REQUIRED WORK: Restate the records below word for word, leaving nothing out.
(Beginning of DATA PROVIDED)
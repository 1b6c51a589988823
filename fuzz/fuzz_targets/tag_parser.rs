#![no_main]
use libfuzzer_sys::fuzz_target;

fuzz_target!(|data: &str| {
    // parse_tags should never panic on arbitrary input
    let _ = labmark::tags::parser::parse_tags(data);
});
//! UI strings emitted into rendered tag markup.
//!
//! The hosting site is bilingual; every string a tag renderer produces comes
//! from here so that one content string renders correctly for each audience.

/// Display language for rendered tag output.
#[derive(Debug, Clone, Copy, PartialEq, Eq, Default)]
pub enum Locale {
    #[default]
    En,
    Zh,
    ZhTw,
}

impl Locale {
    /// Parse a language identifier as written in config files or `--lang`.
    /// Accepts `en`, `zh`, and `zh-TW` (or `zh_TW`).
    pub fn parse(s: &str) -> Option<Self> {
        match s {
            "en" => Some(Locale::En),
            "zh" => Some(Locale::Zh),
            "zh-TW" | "zh_TW" => Some(Locale::ZhTw),
            _ => None,
        }
    }

    /// The identifier form accepted by [`Locale::parse`].
    pub fn as_str(self) -> &'static str {
        match self {
            Locale::En => "en",
            Locale::Zh => "zh",
            Locale::ZhTw => "zh-TW",
        }
    }

    /// Heading shown before research-area chips.
    pub fn research_heading(self) -> &'static str {
        match self {
            Locale::En => "Research Areas:",
            Locale::Zh => "研究领域：",
            Locale::ZhTw => "研究領域：",
        }
    }

    /// Anchor text for a personal homepage link.
    pub fn visit_homepage(self) -> &'static str {
        match self {
            Locale::En => "Visit Homepage",
            Locale::Zh => "访问主页",
            Locale::ZhTw => "訪問主頁",
        }
    }

    /// Placeholder text shown while the host page resolves paper IDs.
    pub fn papers_loading(self) -> &'static str {
        match self {
            Locale::En => "Loading papers...",
            Locale::Zh => "论文加载中...",
            Locale::ZhTw => "論文加載中...",
        }
    }
}
use std::path::PathBuf;

#[derive(Debug, thiserror::Error)]
pub enum RenderError {
    #[error("Config file not found: {path}")]
    ConfigNotFound { path: PathBuf },

    #[error("Invalid config: {message}")]
    ConfigInvalid { message: String },

    #[error("Template error: {0}")]
    Template(#[from] tera::Error),

    #[error("IO error: {0}")]
    Io(#[from] std::io::Error),
}

pub type Result<T> = std::result::Result<T, RenderError>;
(End of DATA PROVIDED)
ANSWER BOX:
repository 1b6c51a589988823
filename fuzz/fuzz_targets/tag_parser.rs
#![no_main]
use libfuzzer_sys::fuzz_target;

fuzz_target!(|data: &str| {
    // parse_tags should never panic on arbitrary input
    let _ = labmark::tags::parser::parse_tags(data);
});
//! UI strings emitted into rendered tag markup.
//!
//! The hosting site is bilingual; every string a tag renderer produces comes
//! from here so that one content string renders correctly for each audience.

/// Display language for rendered tag output.
#[derive(Debug, Clone, Copy, PartialEq, Eq, Default)]
pub enum Locale {
    #[default]
    En,
    Zh,
    ZhTw,
}

impl Locale {
    /// Parse a language identifier as written in config files or `--lang`.
    /// Accepts `en`, `zh`, and `zh-TW` (or `zh_TW`).
    pub fn parse(s: &str) -> Option<Self> {
        match s {
            "en" => Some(Locale::En),
            "zh" => Some(Locale::Zh),
            "zh-TW" | "zh_TW" => Some(Locale::ZhTw),
            _ => None,
        }
    }

    /// The identifier form accepted by [`Locale::parse`].
    pub fn as_str(self) -> &'static str {
        match self {
            Locale::En => "en",
            Locale::Zh => "zh",
            Locale::ZhTw => "zh-TW",
        }
    }

    /// Heading shown before research-area chips.
    pub fn research_heading(self) -> &'static str {
        match self {
            Locale::En => "Research Areas:",
            Locale::Zh => "研究领域：",
            Locale::ZhTw => "研究領域：",
        }
    }

    /// Anchor text for a personal homepage link.
    pub fn visit_homepage(self) -> &'static str {
        match self {
            Locale::En => "Visit Homepage",
            Locale::Zh => "访问主页",
            Locale::ZhTw => "訪問主頁",
        }
    }

    /// Placeholder text shown while the host page resolves paper IDs.
    pub fn papers_loading(self) -> &'static str {
        match self {
            Locale::En => "Loading papers...",
            Locale::Zh => "论文加载中...",
            Locale::ZhTw => "論文加載中...",
        }
    }
}
use std::path::PathBuf;

#[derive(Debug, thiserror::Error)]
pub enum RenderError {
    #[error("Config file not found: {path}")]
    ConfigNotFound { path: PathBuf },

    #[error("Invalid config: {message}")]
    ConfigInvalid { message: String },

    #[error("Template error: {0}")]
    Template(#[from] tera::Error),

    #[error("IO error: {0}")]
    Io(#[from] std::io::Error),
}

pub type Result<T> = std::result::Result<T, RenderError>;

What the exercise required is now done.